How do you stay cool in a crisis?
Calm in the storm is a key principle instilled in new soldiers in the British SAS. I have always remembered that, and it is true for survival. When things go wrong, people panic into doing stuff that makes the situation worse. The key is taking a few critical seconds or minutes to think calmly and clearly. As you get better at this, you can think and act clearly in seconds.
You have a dream job. But if you had to change careers, what would you do?
I’d maybe be a lifeboat guy in the small Welsh community on the mainland, near our island in the U.K. I often find it quite tempting to leave all the madness and go do this. Instead, I help out with a team called Global Rescue (globalrescue.com). In an international disaster, they go in first, ahead of the aid agencies, to set up communications and airstrips, etc. Cool guys and it keeps the edge.
You’re married and have three sons. What do you get out of backpacking personally and with your family?
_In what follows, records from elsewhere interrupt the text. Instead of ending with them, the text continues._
//! Instagram Graph API client

use async_trait::async_trait;

use crate::error::Result;
use models::MediaPage;

pub mod graph;
#[cfg(test)]
pub mod mock;
pub mod models;
pub mod pagination;

pub use graph::GraphClient;
#[cfg(test)]
pub use mock::MockGraphClient;
pub use pagination::{HashtagEdge, ListingParams, PageTarget};

/// Remote listing client.
///
/// Everything the crawler and cached listings need from the Graph API:
/// page-at-a-time listing fetches plus hashtag name resolution.
#[async_trait]
pub trait GraphApi: Send + Sync {
    /// Fetch one page of a listing
    async fn fetch_page(&self, target: &PageTarget) -> Result<MediaPage>;

    /// Resolve a hashtag name (without `#`) to its Graph ID
    async fn resolve_hashtag_id(&self, tag: &str) -> Result<String>;

    /// Business account the client acts for
    fn account_id(&self) -> &str;
}
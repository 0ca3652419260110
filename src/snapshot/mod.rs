//! Normalized media items and durable collection snapshots
//!
//! A snapshot is the complete on-disk state of one crawled collection. It is
//! replaced wholesale by each completed crawl and read without locking.

pub mod crawl;
pub mod store;

use std::fmt;

use chrono::{DateTime, NaiveDate, NaiveDateTime};
use serde::{Deserialize, Serialize};

use crate::client::models::{RawChild, RawMedia};

pub use crawl::{CrawlOptions, Crawler};
pub use store::SnapshotStore;

/// Crawlable collections of the business account
#[derive(Debug, Clone, Copy, PartialEq, Eq)]
pub enum Collection {
    /// Media the account is tagged in
    Tagged,
    /// Media the account published
    SelfMedia,
}

impl Collection {
    pub const ALL: [Collection; 2] = [Collection::Tagged, Collection::SelfMedia];

    /// Snapshot name, also the file stem under the snapshot directory
    pub fn name(&self) -> &'static str {
        match self {
            Collection::Tagged => "tagged",
            Collection::SelfMedia => "self-media",
        }
    }

    /// Graph edge listing this collection for `account_id`
    pub fn endpoint(&self, account_id: &str) -> String {
        match self {
            Collection::Tagged => format!("{}/tags", account_id),
            Collection::SelfMedia => format!("{}/media", account_id),
        }
    }

    /// Scheduler task name for periodic refreshes
    pub fn task_name(&self) -> String {
        format!("refresh_{}", self.name())
    }
}

impl fmt::Display for Collection {
    fn fmt(&self, f: &mut fmt::Formatter<'_>) -> fmt::Result {
        f.write_str(self.name())
    }
}

/// Media type tag as reported by the Graph API.
///
/// Unknown tags are preserved verbatim so snapshots round-trip.
#[derive(Debug, Clone, PartialEq, Eq, Hash, Serialize, Deserialize)]
#[serde(from = "String", into = "String")]
pub enum MediaType {
    Image,
    Video,
    CarouselAlbum,
    Other(String),
}

impl MediaType {
    pub fn as_str(&self) -> &str {
        match self {
            MediaType::Image => "IMAGE",
            MediaType::Video => "VIDEO",
            MediaType::CarouselAlbum => "CAROUSEL_ALBUM",
            MediaType::Other(s) => s,
        }
    }
}

impl From<String> for MediaType {
    fn from(s: String) -> Self {
        match s.as_str() {
            "IMAGE" => MediaType::Image,
            "VIDEO" => MediaType::Video,
            "CAROUSEL_ALBUM" => MediaType::CarouselAlbum,
            _ => MediaType::Other(s),
        }
    }
}

impl From<MediaType> for String {
    fn from(t: MediaType) -> Self {
        match t {
            MediaType::Other(s) => s,
            known => known.as_str().to_string(),
        }
    }
}

impl fmt::Display for MediaType {
    fn fmt(&self, f: &mut fmt::Formatter<'_>) -> fmt::Result {
        f.write_str(self.as_str())
    }
}

/// One element of a carousel album
#[derive(Debug, Clone, PartialEq, Serialize, Deserialize)]
pub struct ChildItem {
    pub media_type: Option<MediaType>,
    pub media_url: Option<String>,
}

/// Flat, normalized media item
#[derive(Debug, Clone, PartialEq, Serialize, Deserialize)]
pub struct NormalizedItem {
    pub id: Option<String>,
    pub username: Option<String>,
    pub caption: Option<String>,
    pub media_type: Option<MediaType>,
    pub media_url: Option<String>,
    pub permalink: Option<String>,
    pub timestamp: Option<String>,
    #[serde(default)]
    pub children: Vec<ChildItem>,
}

impl NormalizedItem {
    /// Normalize a remote item. Missing keys become `None`; `media_url`
    /// falls back to `thumbnail_url`.
    pub fn from_raw(raw: RawMedia) -> Self {
        let children = raw
            .children
            .map(|c| c.data.into_iter().map(ChildItem::from_raw).collect())
            .unwrap_or_default();

        Self {
            id: raw.id,
            username: raw.username,
            caption: raw.caption,
            media_type: raw.media_type.map(MediaType::from),
            media_url: raw.media_url.or(raw.thumbnail_url),
            permalink: raw.permalink,
            timestamp: raw.timestamp,
            children,
        }
    }

    /// Parsed timestamp, `None` when missing or unparsable.
    pub fn instant(&self) -> Option<i64> {
        self.timestamp.as_deref().and_then(parse_instant)
    }

    pub fn is_carousel(&self) -> bool {
        self.media_type == Some(MediaType::CarouselAlbum)
    }
}

impl ChildItem {
    fn from_raw(raw: RawChild) -> Self {
        Self {
            media_type: raw.media_type.map(MediaType::from),
            media_url: raw.media_url.or(raw.thumbnail_url),
        }
    }
}

/// Complete state of one collection
#[derive(Debug, Clone, PartialEq, Serialize, Deserialize)]
pub struct Snapshot {
    pub updated_at: Option<String>,
    #[serde(default)]
    pub count: usize,
    #[serde(rename = "data")]
    pub items: Vec<NormalizedItem>,
}

impl Snapshot {
    /// Snapshot of a collection that was never crawled
    pub fn empty() -> Self {
        Self {
            updated_at: None,
            count: 0,
            items: Vec::new(),
        }
    }

    /// Build a snapshot, keeping `count` consistent with `items`.
    pub fn new(updated_at: impl Into<String>, items: Vec<NormalizedItem>) -> Self {
        Self {
            updated_at: Some(updated_at.into()),
            count: items.len(),
            items,
        }
    }
}

/// Sort newest-first by timestamp.
///
/// Stable: equal timestamps keep their relative order. Missing or unparsable
/// timestamps sort after every parsable one.
pub fn sort_newest_first(items: &mut [NormalizedItem]) {
    items.sort_by_key(|item| std::cmp::Reverse(item.instant()));
}

/// Parse a timestamp to unix seconds.
///
/// Accepts RFC 3339, Graph style `2024-05-01T10:00:00+0000`, a naive
/// `YYYY-MM-DDTHH:MM:SS` (UTC), a bare date (midnight UTC) or unix seconds.
pub fn parse_instant(raw: &str) -> Option<i64> {
    let raw = raw.trim();
    if raw.is_empty() {
        return None;
    }
    if let Ok(dt) = DateTime::parse_from_rfc3339(raw) {
        return Some(dt.timestamp());
    }
    if let Ok(dt) = DateTime::parse_from_str(raw, "%Y-%m-%dT%H:%M:%S%z") {
        return Some(dt.timestamp());
    }
    if let Ok(dt) = NaiveDateTime::parse_from_str(raw, "%Y-%m-%dT%H:%M:%S") {
        return Some(dt.and_utc().timestamp());
    }
    if let Ok(date) = NaiveDate::parse_from_str(raw, "%Y-%m-%d") {
        return date.and_hms_opt(0, 0, 0).map(|dt| dt.and_utc().timestamp());
    }
    raw.parse::<i64>().ok()
}
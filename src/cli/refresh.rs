//! Snapshot refresh command

use std::time::Duration;

use indicatif::{ProgressBar, ProgressStyle};
use serde_json::json;

use crate::cli::CommandContext;
use crate::cli::args::{CrawlArgs, GlobalOptions, OutputFormat};
use crate::client::GraphApi;
use crate::error::Result;
use crate::output;
use crate::scheduler::Scheduler;
use crate::snapshot::{Collection, CrawlOptions, Crawler, Snapshot, SnapshotStore};

/// Crawl a collection now, or at most once per `every` seconds.
pub async fn run(
    opts: &GlobalOptions,
    collection: Collection,
    crawl: &CrawlArgs,
    every: Option<u64>,
) -> Result<()> {
    let ctx = CommandContext::new(opts)?;
    let options = crawl.to_options(&ctx.config.crawl);

    match every {
        None => {
            let snapshot = crawl_collection(&ctx, collection, &options).await?;
            match ctx.format {
                OutputFormat::Json => output::print_json(&json!({
                    "collection": collection.name(),
                    "updated_at": snapshot.updated_at,
                    "count": snapshot.count,
                })),
                OutputFormat::Table => {
                    println!(
                        "Refreshed {}: {} items at {}",
                        collection,
                        snapshot.count,
                        snapshot.updated_at.as_deref().unwrap_or("unknown")
                    );
                    Ok(())
                }
            }
        }
        Some(window) => {
            let scheduler = Scheduler::new(ctx.config.scheduler_dir(), ctx.clock.clone());
            let task = collection.task_name();
            let ran = scheduler
                .try_run(&task, window, || async {
                    crawl_collection(&ctx, collection, &options).await.map(|_| ())
                })
                .await;

            let state = scheduler.state(&task).unwrap_or_default();
            match ctx.format {
                OutputFormat::Json => output::print_json(&json!({
                    "task": task,
                    "ran": ran,
                    "last_run": state.last_run,
                    "last_error": state.last_error,
                })),
                OutputFormat::Table => {
                    if ran {
                        println!("Ran {}", task);
                    } else {
                        println!(
                            "Skipped {}: ran within the last {}s or still running",
                            task, window
                        );
                    }
                    if let Some(ref err) = state.last_error {
                        println!("Last error: {}", err);
                    }
                    Ok(())
                }
            }
        }
    }
}

async fn crawl_collection(
    ctx: &CommandContext,
    collection: Collection,
    options: &CrawlOptions,
) -> Result<Snapshot> {
    let account_id = ctx.client.inner().account_id().to_string();
    let crawler = Crawler::new(
        ctx.client.inner().clone(),
        SnapshotStore::new(ctx.config.snapshot_dir()),
        ctx.clock.clone(),
    );

    let spinner = progress_spinner(collection);
    let result = crawler
        .crawl(
            collection.name(),
            &collection.endpoint(&account_id),
            options,
            |progress| {
                spinner.set_message(format!(
                    "{}: {} pages, {} items",
                    collection, progress.pages, progress.items
                ));
            },
        )
        .await;
    spinner.finish_and_clear();

    result
}

/// Spinner on stderr; indicatif hides it when stderr is not a terminal
fn progress_spinner(collection: Collection) -> ProgressBar {
    let spinner = ProgressBar::new_spinner();
    if let Ok(style) = ProgressStyle::with_template("{spinner} {msg}") {
        spinner.set_style(style);
    }
    spinner.set_message(format!("Crawling {}", collection));
    spinner.enable_steady_tick(Duration::from_millis(120));
    spinner
}
//! Shared CLI argument types
//!
//! This module contains reusable argument structs that can be flattened
//! into commands using `#[command(flatten)]`.

mod common;
mod filters;
mod global;
mod pagination;

pub use common::{CollectionArg, HashtagKind, OutputFormat};
pub use filters::LocalQueryArgs;
pub use global::GlobalOptions;
pub use pagination::{CrawlArgs, ListingArgs};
It gives you that all-precious sense of freedom and self-determination, and that rare chance to escape the noise of the city and reconnect with who you really are. Time alone, unhurried, is rare nowadays—don’t underestimate what it can do for you on so many levels. I often go out alone when I need some space and time. It is also magic to take my kids out and show them the ways of nature. People form real relationships in the wild. It is hard to hide the real you, and that is a good thing.